In general, with increasing rainfall, the wetting resistance of the soil is reduced when θs reaches a threshold, called the ‘critical θs’ (θcrit) (Dekker & Ritsema, 1994). Values of θcrit can range from 2% by volume for a dune sand (Dekker et al., 2001) to about 40% by volume for a SOM-rich silt loam soil (Dekker & Ritsema, 1995) (see Table 1).
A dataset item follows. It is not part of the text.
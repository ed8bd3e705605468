//! Metadata service implementations.

pub mod memory;

pub use memory::{AppFixture, ClusterFixture, InMemoryMetaService};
| Country | Soil type | Depth (cm) | Texture | SOC (mass%) | θ crit (vol%) | References |
|---|---|---|---|---|---|---|
| Australia | Lithosol | 0.0–30.0 | Sand | – | 6.0–8.0 | Kramers et al. (2005) |
| Germany | Luvisol | 0.0–10.0 | Sand | 2.8–5.0* | 7.4–10.3* | Buczko et al. (2007) |
| Germany | Arenosol | 0.0–7.8 | Sand | – | 14.0–16.0 | Greiffenhagen et al. (2006) |
| >7.8 | Sand | – | 5.0–6.0 | |||
| Greece | – | 0.0–5.0 | Sand | – | 9.3–15.0 | Ziogas et al. (2005) |
| – | 7.0–12.0 | Sand | – | 7.3–15.0 | ||
| The Netherlands | Anthrosol | 45.0–70.0 | Sand | 5.2–5.5* | ∼11.0* | Dekker et al. (1998) |
| The Netherlands | Gleysol | 0.0–2.5 | Sand | 18.0* | 18.0–23.0* | Dekker et al. (2001) |
| 2.5–5.0 | Sand | 10.0* | 14.0–20.0* | |||
| 7.0–12.0 | Sand | 0.5* | 3.0–8.5* | |||
| 14.0–19.0 | Sand | 0.5* | 2.0–5.5* | |||
| 25.0–30.0 | Sand | – | ∼2.5 | |||
| 35.0–40.0 | Sand | – | ∼2.0 | |||
| Portugal | Leptosol | 0.0–20.0 | Loamy sand | 5.0–17.6* | 14.0–27.0* | Leighton-Boyce et al. (2005) |
| The Netherlands | Fluvisol | 0.0–5.0 | Silt loam | – | ∼40.0 | Dekker & Ritsema (1995) |
| 10.0–15.0 | Silt loam | – | ∼24.0 | |||
| 20.0–35.0 | Silt loam | – | ∼20.0 | |||
| Japan | Cambisol | 0.0–50.0 | Clay loam | – | ∼29.0 | Kobayashi & Shimizu (2007) |
| The Netherlands | Histosol | 10.0–15.0 | Clayey peat | 40–70* | 34.0–38.5* | Dekker & Ritsema (1996) |
- * Data used for preparation of Fig. 5.
In reality, θcrit is not a sharp threshold but rather a transition zone (Dekker et al., 2001), which is a consequence of the hysteretic nature of SWR, breaking down and reestablishing at different θs (Leighton-Boyce et al., 2005). Investigations of Täumer et al. (2005) have shown that θcrit of a sandy Anthrosol linearly increased with increasing SOC content. This is consistent with Fig. 5 showing θcrit as a function of the SOC content for a set of soils with different texture. For the sandy soils, θcrit is linearly related to the SOC content in the range from 0.5% to 18% by mass, independently of the soil type (see Table 1). When including a clayey peat soil with very high SOC contents from 40% to 70% by mass the relationship can be described by an exponential function.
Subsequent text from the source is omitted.